Figure 5.

Survival, infection and cytokine production by CD1c⁺ DCs is not affected by pDCs. (A) One representative gating strategy used to visualize DC subsets and apoptotic–necrotic CD1c⁺ DCs. After exclusion of doublets, pDCs were gated as CD123^high CD11c^– cells and CD1c⁺ DCs as CD123^low/–CD11c⁺ cells. CD1c⁺ DCs were then gated as early apoptotic cells (Annexin A⁺ PI^–), late apoptotic cells (Annexin A⁺ PI⁺), and necrotic cells (PI⁺). (B) Relative number of apoptotic and necrotic CD1c⁺ DCs at different time points after Mtb infection in the presence (Mtb + pDCs) or absence of pDCs (Mtb).

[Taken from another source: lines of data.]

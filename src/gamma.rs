//! Gamma correction for WS281x LEDs
//!
//! LED brightness is perceived non-linearly, so channel values are remapped
//! through a precomputed curve before transmission.

/// Exponent of the WS281x gamma curve
pub const WS281X_GAMMA: f64 = 1.0 / 0.45;

/// Lookup table for the WS281x curve, `floor((i / 255) ^ WS281X_GAMMA * 255 + 0.5)`
const WS281X_LUT: [u8; 256] = [
    0, 0, 0, 0, 0, 0, 0, 0, 0, 0, 0, 0, 0, 0, 0, 0,
    1, 1, 1, 1, 1, 1, 1, 1, 1, 1, 2, 2, 2, 2, 2, 2,
    3, 3, 3, 3, 3, 3, 4, 4, 4, 4, 5, 5, 5, 5, 6, 6,
    6, 7, 7, 7, 7, 8, 8, 8, 9, 9, 9, 10, 10, 11, 11, 11,
    12, 12, 13, 13, 14, 14, 14, 15, 15, 16, 16, 17, 17, 18, 18, 19,
    19, 20, 20, 21, 22, 22, 23, 23, 24, 25, 25, 26, 26, 27, 28, 28,
    29, 30, 30, 31, 32, 33, 33, 34, 35, 35, 36, 37, 38, 39, 39, 40,
    41, 42, 43, 43, 44, 45, 46, 47, 48, 49, 50, 50, 51, 52, 53, 54,
    55, 56, 57, 58, 59, 60, 61, 62, 63, 64, 65, 66, 67, 68, 69, 71,
    72, 73, 74, 75, 76, 77, 78, 80, 81, 82, 83, 84, 86, 87, 88, 89,
    91, 92, 93, 94, 96, 97, 98, 100, 101, 102, 104, 105, 106, 108, 109, 110,
    112, 113, 115, 116, 118, 119, 121, 122, 123, 125, 126, 128, 130, 131, 133, 134,
    136, 137, 139, 140, 142, 144, 145, 147, 149, 150, 152, 154, 155, 157, 159, 160,
    162, 164, 166, 167, 169, 171, 173, 175, 176, 178, 180, 182, 184, 186, 187, 189,
    191, 193, 195, 197, 199, 201, 203, 205, 207, 209, 211, 213, 215, 217, 219, 221,
    223, 225, 227, 229, 231, 233, 235, 238, 240, 242, 244, 246, 248, 251, 253, 255,
];

/// The gamma table used by the strip pipeline
pub static WS281X_GAMMA_TABLE: GammaTable = GammaTable { lut: WS281X_LUT };

/// 256-entry gamma lookup table
#[derive(Debug, Clone, PartialEq, Eq)]
pub struct GammaTable {
    lut: [u8; 256],
}

impl GammaTable {
    /// Build a table for an arbitrary gamma exponent
    #[allow(
        clippy::cast_possible_truncation,
        clippy::cast_precision_loss,
        clippy::cast_sign_loss
    )]
    pub fn with_exponent(exponent: f64) -> Self {
        let mut lut = [0u8; 256];
        for (index, value) in lut.iter_mut().enumerate() {
            let normalized = index as f64 / 255.0;
            *value = libm::floor(libm::pow(normalized, exponent) * 255.0 + 0.5) as u8;
        }
        Self { lut }
    }

    /// Correct a single channel value
    #[inline]
    #[allow(clippy::cast_lossless)]
    pub const fn correct(&self, value: u8) -> u8 {
        self.lut[value as usize]
    }

    /// Correct every byte of a packed color word, keeping channel order
    pub const fn correct_word(&self, word: u32) -> u32 {
        let [b0, b1, b2, b3] = word.to_le_bytes();
        u32::from_le_bytes([
            self.correct(b0),
            self.correct(b1),
            self.correct(b2),
            self.correct(b3),
        ])
    }

    /// Raw table values
    pub const fn as_array(&self) -> &[u8; 256] {
        &self.lut
    }
}

impl Default for GammaTable {
    fn default() -> Self {
        WS281X_GAMMA_TABLE.clone()
    }
}

/// Gamma-correct a value with the WS281x curve
///
/// Matches the [`U8Adjuster`](crate::U8Adjuster) signature.
pub fn ws281x_gamma(value: u8) -> u8 {
    WS281X_GAMMA_TABLE.correct(value)
}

The number was obtained by normalizing the percentages of apoptotic–necrotic CD1c⁺ DCs after infection to the percentages of the respective controls (CD1c⁺ DCs ± pDCs in the absence of Mtb). (C) Percentage of Mtb-infected (GFP⁺)-CD1c⁺ DCs in the presence or absence of pDCs. (D) Mean fluorescence intensity of HLA-DR, CD40, and CD83 in Mtb-infected mono- (white bars) or co-cultures (black bars) gated on CD1c⁺ DCs (top) or pDCs (bottom panel) (Mann–Whitney test). (E) Cytokine production by pDCs, CD1c⁺ DCs, or CD1c-pDC cultures 16 h post-infection. (F) Production of IL-12p70 by CD1c⁺ DC or CD1c⁺ DC-pDC cultures 16 h post-infection in the absence (Mtb) or in the presence (Mtb/R848) of TLR7/8 ligands or after stimulation with TLR4 and TLR7/8 ligands (LPS/R848). Control (Cntr) indicated unstimulated cells. Data are obtained from six donors in two independent experiments. One-way ANOVA; *p < 0.05, ***p < 0.001.